## WHAT YOU ARE ASKED TO DO
In the data below, find each line that contains the word "dropped" and copy it.

Start of DATA UNDER STUDY

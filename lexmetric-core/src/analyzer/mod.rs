//! Text analysis pipeline.
//!
//! This module provides the text processing components:
//! - **Segmenter**: Splits raw text into sentences
//! - **Cleaner**: Strips URLs and punctuation, lowercases
//! - **Tokenizer**: Splits cleaned text into word tokens
//! - **Syllable**: Estimates syllables per word

pub mod cleaner;
pub mod segmenter;
pub mod syllable;
pub mod tokenizer;

pub use cleaner::TextCleaner;
pub use segmenter::SentenceSegmenter;
pub use syllable::estimate_syllables;
pub use tokenizer::{Token, WordTokenizer};
//! Metrics Pipeline Benchmarking Tool
//!
//! Measures throughput of the analysis pipeline on a large plain-text file
//! (an article dump, a book, a concatenated corpus).
//!
//! ## What It Benchmarks
//!
//! 1. **Clean**: URL stripping, punctuation filtering, lowercasing
//! 2. **Tokenize**: Splitting cleaned text into word tokens
//! 3. **Analyze**: The full per-document metrics computation
//!
//! ## Usage
//!
//! ```bash
//! # Empty lexicons
//! ./target/release/metrics_bench /path/to/corpus.txt
//!
//! # With stopword and sentiment directories
//! ./target/release/metrics_bench /path/to/corpus.txt stopwords/ sentiment/
//! ```
//!
//! Set `LEXMETRIC_CONFIG=/path/to/lexmetric.toml` to analyse with a custom
//! [`AnalyzerConfig`]; without it the defaults apply. Set `RUST_LOG=debug`
//! to see lexicon loading details.
//!
//! ## Tips for Accurate Results
//!
//! - Build with `--release`
//! - Use a large input file (100MB+) for stable measurements
//! - Pin to one core with `taskset` to reduce noise

use std::env;
use std::fs;
use std::path::Path;
use std::time::{Duration, Instant};

use lexmetric_core::analyzer::cleaner::TextCleaner;
use lexmetric_core::analyzer::tokenizer::WordTokenizer;
use lexmetric_core::lexicon::loader::load_lexicons;
use lexmetric_core::lexicon::Lexicons;
use lexmetric_core::metrics::MetricsEngine;
use lexmetric_core::{config, AnalyzerConfig};
use tracing::{error, warn};
use tracing_subscriber::EnvFilter;

const WARMUP_RUNS: u32 = 1;
const MEASURE_RUNS: u32 = 5;
const CONFIG_ENV: &str = "LEXMETRIC_CONFIG";

fn main() -> std::io::Result<()> {
    tracing_subscriber::fmt()
        .with_env_filter(EnvFilter::try_from_default_env().unwrap_or_else(|_| EnvFilter::new("info")))
        .init();

    let args: Vec<String> = env::args().collect();

    if args.len() < 2 {
        eprintln!("Usage: [{CONFIG_ENV}=config.toml] metrics_bench <path> [stopword_dir sentiment_dir]");
        std::process::exit(1);
    }

    let path = &args[1];
    let config = match env::var_os(CONFIG_ENV) {
        Some(config_path) => match config::load(Path::new(&config_path)) {
            Ok(config) => config,
            Err(e) => {
                error!(error = %e, "invalid {CONFIG_ENV}");
                std::process::exit(1);
            }
        },
        None => AnalyzerConfig::default(),
    };

    let lexicons = match (args.get(2), args.get(3)) {
        (Some(stop), Some(sent)) => match load_lexicons(Path::new(stop), Path::new(sent), &config) {
            Ok((lexicons, report)) => {
                if !report.is_clean() {
                    warn!(skipped = report.len(), "some lexicon sources were skipped");
                }
                lexicons
            }
            Err(e) => {
                warn!(error = %e, "continuing with empty lexicons");
                Lexicons::empty()
            }
        },
        _ => Lexicons::empty(),
    };

    println!("Loading file...");
    let bytes = fs::read(path)?;
    let input = String::from_utf8_lossy(&bytes);

    println!("File size:  {}", fmt_size(input.len()));
    println!(
        "Lexicons:   {} stopwords, {} positive, {} negative\n",
        lexicons.stopwords.len(),
        lexicons.sentiment.positive_len(),
        lexicons.sentiment.negative_len()
    );

    bench_clean(&input);
    bench_tokenize(&input);
    bench_analyze(&input, &lexicons, config);

    Ok(())
}

fn bench_clean(input: &str) {
    let cleaner = TextCleaner::new();

    println!("=== Clean ===");

    let elapsed = time_runs(|| {
        std::hint::black_box(cleaner.clean(input));
    });

    print_perf("Clean", input.len(), elapsed, 0);
}

fn bench_tokenize(input: &str) {
    let cleaned = TextCleaner::new().clean(input);

    println!("=== Tokenize ===");

    let mut tokens = 0u64;
    let elapsed = time_runs(|| {
        let mut local = 0u64;
        WordTokenizer.tokenize(&cleaned, |_| local += 1);
        tokens = local;
        std::hint::black_box(tokens);
    });

    print_perf("Tokenize", cleaned.len(), elapsed, tokens);
}

fn bench_analyze(input: &str, lexicons: &Lexicons, config: AnalyzerConfig) {
    let engine = MetricsEngine::new(config);

    println!("=== Analyze (full pipeline) ===");

    let mut last = None;
    let elapsed = time_runs(|| {
        let record = engine.analyze(input, "bench", "", &lexicons.stopwords, &lexicons.sentiment);
        last = Some(std::hint::black_box(record));
    });

    let words = last.as_ref().map_or(0, |r| r.word_count as u64);
    print_perf("Analyze", input.len(), elapsed, words);

    if let Some(record) = last {
        println!("Record      : {record}\n");
    }
}

/// Runs `f` for the warmup rounds, then returns the mean of the timed ones.
fn time_runs<F: FnMut()>(mut f: F) -> Duration {
    (0..WARMUP_RUNS).for_each(|_| f());

    let start = Instant::now();
    (0..MEASURE_RUNS).for_each(|_| f());
    start.elapsed() / MEASURE_RUNS
}

fn print_perf(label: &str, input_bytes: usize, elapsed: Duration, words: u64) {
    let secs = elapsed.as_secs_f64();
    let mib = input_bytes as f64 / (1024.0 * 1024.0);

    println!("--------------------------------");
    println!("Mode        : {label}");
    println!("Elapsed     : {secs:.3} s");
    println!("Throughput  : {:.2} MiB/s", mib / secs);

    if words > 0 {
        println!("Words       : {words}");
        println!("Words/sec   : {:.0}", words as f64 / secs);
    }

    println!("--------------------------------\n");
}

fn fmt_size(bytes: usize) -> String {
    match bytes {
        b if b >= 1 << 20 => format!("{:.2} MiB", b as f64 / f64::from(1u32 << 20)),
        b if b >= 1 << 10 => format!("{:.2} KiB", b as f64 / 1024.0),
        b => format!("{b} B"),
    }
}
//! Sentence segmentation.
//!
//! A naive splitter: every `.`, `!` and `?` ends a sentence. Abbreviations,
//! decimals and ellipses are not special-cased, so `"Dr. No"` is two
//! sentences and `"..."` contributes none (its fragments are empty).
//!
//! Sentences are emitted as trimmed slices of the input; empty fragments
//! are skipped.

use memchr::memchr3_iter;

/// Splits raw text into sentences.
///
/// ```
/// use lexmetric_core::analyzer::segmenter::SentenceSegmenter;
///
/// let mut sentences = Vec::new();
/// SentenceSegmenter.segment("One. Two!  Three?", |s| sentences.push(s));
/// assert_eq!(sentences, ["One", "Two", "Three"]);
/// ```
#[derive(Debug, Clone, Copy, Default)]
pub struct SentenceSegmenter;

impl SentenceSegmenter {
    /// Emits each non-empty trimmed sentence, left to right.
    #[allow(clippy::needless_lifetimes)]
    pub fn segment<'t, F>(&self, text: &'t str, mut emit: F)
    where
        F: FnMut(&'t str),
    {
        let mut start = 0usize;

        // Terminators are ASCII, so every split point is a char boundary.
        for i in memchr3_iter(b'.', b'!', b'?', text.as_bytes()) {
            let fragment = text[start..i].trim();
            if !fragment.is_empty() {
                emit(fragment);
            }
            start = i + 1;
        }

        let tail = text[start..].trim();
        if !tail.is_empty() {
            emit(tail);
        }
    }

    /// Number of non-empty sentences.
    pub fn count(&self, text: &str) -> usize {
        let mut n = 0usize;
        self.segment(text, |_| n += 1);
        n
    }
}
//! Heuristic English syllable estimation.
//!
//! Counts vowel groups rather than looking words up in a pronunciation
//! dictionary. The result is crude but deterministic: the same string
//! always yields the same count.

#[inline(always)]
const fn is_vowel(c: char) -> bool {
    matches!(c, 'a' | 'e' | 'i' | 'o' | 'u' | 'y')
}

/// Estimates the number of syllables in `word`.
///
/// 1. Lowercase and drop a trailing `es` or `ed`.
/// 2. Count a nucleus for a leading vowel and for every vowel that follows
///    a non-vowel.
/// 3. Subtract one for a trailing silent `e`.
/// 4. Clamp to at least 1.
///
/// Returns 0 when nothing is left to count: empty or whitespace-only
/// input, or a word that is exactly `es`/`ed`.
///
/// # Example
///
/// ```
/// use lexmetric_core::analyzer::syllable::estimate_syllables;
///
/// assert_eq!(estimate_syllables("the"), 1);
/// assert_eq!(estimate_syllables("beautiful"), 3);
/// assert_eq!(estimate_syllables(""), 0);
/// ```
pub fn estimate_syllables(word: &str) -> u32 {
    let lowered = word.trim().to_lowercase();

    let stem = lowered
        .strip_suffix("es")
        .or_else(|| lowered.strip_suffix("ed"))
        .unwrap_or(&lowered);

    let mut chars = stem.chars();
    let Some(first) = chars.next() else {
        return 0;
    };

    let mut count: i64 = i64::from(is_vowel(first));
    let mut prev_vowel = is_vowel(first);

    for c in chars {
        let vowel = is_vowel(c);
        if vowel && !prev_vowel {
            count += 1;
        }
        prev_vowel = vowel;
    }

    if stem.ends_with('e') {
        count -= 1;
    }

    count.max(1) as u32
}

#[cfg(test)]
mod tests {
    use super::*;

    #[test]
    fn empty_is_zero() {
        assert_eq!(estimate_syllables(""), 0);
        assert_eq!(estimate_syllables("   "), 0);
    }

    #[test]
    fn bare_suffix_is_zero() {
        assert_eq!(estimate_syllables("ed"), 0);
        assert_eq!(estimate_syllables("ES"), 0);
    }

    #[test]
    fn single_syllable_words() {
        assert_eq!(estimate_syllables("the"), 1);
        assert_eq!(estimate_syllables("cat"), 1);
        assert_eq!(estimate_syllables("a"), 1);
        assert_eq!(estimate_syllables("rhythm"), 1);
    }

    #[test]
    fn silent_e_removes_final_nucleus() {
        // s-[y]-ll-[a]-bl-[e]: three groups, the trailing e is dropped.
        assert_eq!(estimate_syllables("syllable"), 2);
        assert_eq!(estimate_syllables("make"), 1);
    }

    #[test]
    fn consecutive_vowels_count_once() {
        assert_eq!(estimate_syllables("boat"), 1);
        assert_eq!(estimate_syllables("queue"), 1);
        assert_eq!(estimate_syllables("beautiful"), 3);
    }

    #[test]
    fn es_and_ed_suffixes_stripped() {
        // "wanted" -> "want"
        assert_eq!(estimate_syllables("wanted"), 1);
        // "boxes" -> "box"
        assert_eq!(estimate_syllables("boxes"), 1);
        // "created" -> "creat": [c]-[rea]-[t]
        assert_eq!(estimate_syllables("created"), 1);
    }

    #[test]
    fn silent_e_applies_after_suffix_strip() {
        // "agreed" -> "agre", whose trailing e is then dropped.
        assert_eq!(estimate_syllables("agreed"), 1);
    }

    #[test]
    fn leading_vowel_counts() {
        assert_eq!(estimate_syllables("orange"), 2);
        assert_eq!(estimate_syllables("idea"), 2);
        assert_eq!(estimate_syllables("education"), 4);
    }

    #[test]
    fn case_insensitive() {
        assert_eq!(estimate_syllables("WONDERFUL"), estimate_syllables("wonderful"));
        assert_eq!(estimate_syllables("Wanted"), 1);
    }

    #[test]
    fn no_vowels_clamps_to_one() {
        assert_eq!(estimate_syllables("123"), 1);
        assert_eq!(estimate_syllables("brr"), 1);
    }

    #[test]
    fn complex_words() {
        assert!(estimate_syllables("wonderful") > 2);
        assert!(estimate_syllables("international") > 2);
        assert!(estimate_syllables("great") <= 2);
    }

    #[test]
    fn deterministic() {
        for word in ["analysis", "readability", "x", "queueing"] {
            assert_eq!(estimate_syllables(word), estimate_syllables(word));
        }
    }
}
//! Reading lexicon sources from disk.
//!
//! Every `*.txt` file in a directory becomes one [`LexiconSource`] named
//! after the file. Files are visited in name order so repeated runs see
//! sources in the same sequence.

use std::fs;
use std::path::{Path, PathBuf};

use lexmetric_types::{AnalyzerConfig, LexiconError, SourceEncoding};
use tracing::debug;

use super::{BuildReport, LexiconBuilder, LexiconSource, Lexicons};

/// Loads all `.txt` sources in `dir`.
///
/// # Errors
///
/// Returns `LexiconError::LexiconSourceNotFound` when `dir` does not exist
/// or cannot be listed. Files that fail to read or decode are recorded in
/// the report and skipped.
pub fn load_dir(
    dir: &Path,
    encoding: SourceEncoding,
) -> Result<(Vec<LexiconSource>, BuildReport), LexiconError> {
    let entries = fs::read_dir(dir).map_err(|_| LexiconError::LexiconSourceNotFound {
        path: dir.to_path_buf(),
    })?;

    let mut report = BuildReport::default();
    let mut paths: Vec<PathBuf> = Vec::new();

    for entry in entries {
        match entry {
            Ok(entry) => {
                let path = entry.path();
                // Unreadable entries still go through `fs::read` so the
                // failure lands in the report.
                let is_dir = entry.file_type().is_ok_and(|t| t.is_dir()) || path.is_dir();
                if !is_dir && path.extension().is_some_and(|ext| ext == "txt") {
                    paths.push(path);
                }
            }
            Err(source) => report.push(LexiconError::Read {
                path: dir.to_path_buf(),
                source,
            }),
        }
    }
    paths.sort();

    let mut sources = Vec::with_capacity(paths.len());
    for path in paths {
        let bytes = match fs::read(&path) {
            Ok(bytes) => bytes,
            Err(source) => {
                report.push(LexiconError::Read { path, source });
                continue;
            }
        };

        let Some(text) = encoding.decode(&bytes) else {
            report.push(LexiconError::Decode { path });
            continue;
        };

        let name = path
            .file_name()
            .map(|n| n.to_string_lossy().into_owned())
            .unwrap_or_default();
        debug!(source = %name, bytes = bytes.len(), "loaded lexicon source");
        sources.push(LexiconSource { name, text });
    }

    Ok((sources, report))
}

/// Loads and builds both lexicons from their directories.
///
/// # Errors
///
/// Fails only when a directory is missing; the caller may then fall back
/// to [`Lexicons::empty`].
pub fn load_lexicons(
    stopword_dir: &Path,
    sentiment_dir: &Path,
    config: &AnalyzerConfig,
) -> Result<(Lexicons, BuildReport), LexiconError> {
    let (stopword_sources, mut report) = load_dir(stopword_dir, config.stopword_encoding)?;
    let (sentiment_sources, sentiment_report) =
        load_dir(sentiment_dir, config.sentiment_encoding)?;
    report.merge(sentiment_report);

    let (lexicons, build_report) =
        LexiconBuilder::new(config).build(&stopword_sources, &sentiment_sources);
    report.merge(build_report);

    Ok((lexicons, report))
}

End of DATA UNDER STUDY

## RESPONSE TO THE EXERCISE
        // s-[y]-ll-[a]-bl-[e]: three groups, the trailing e is dropped.
        // "agreed" -> "agre", whose trailing e is then dropped.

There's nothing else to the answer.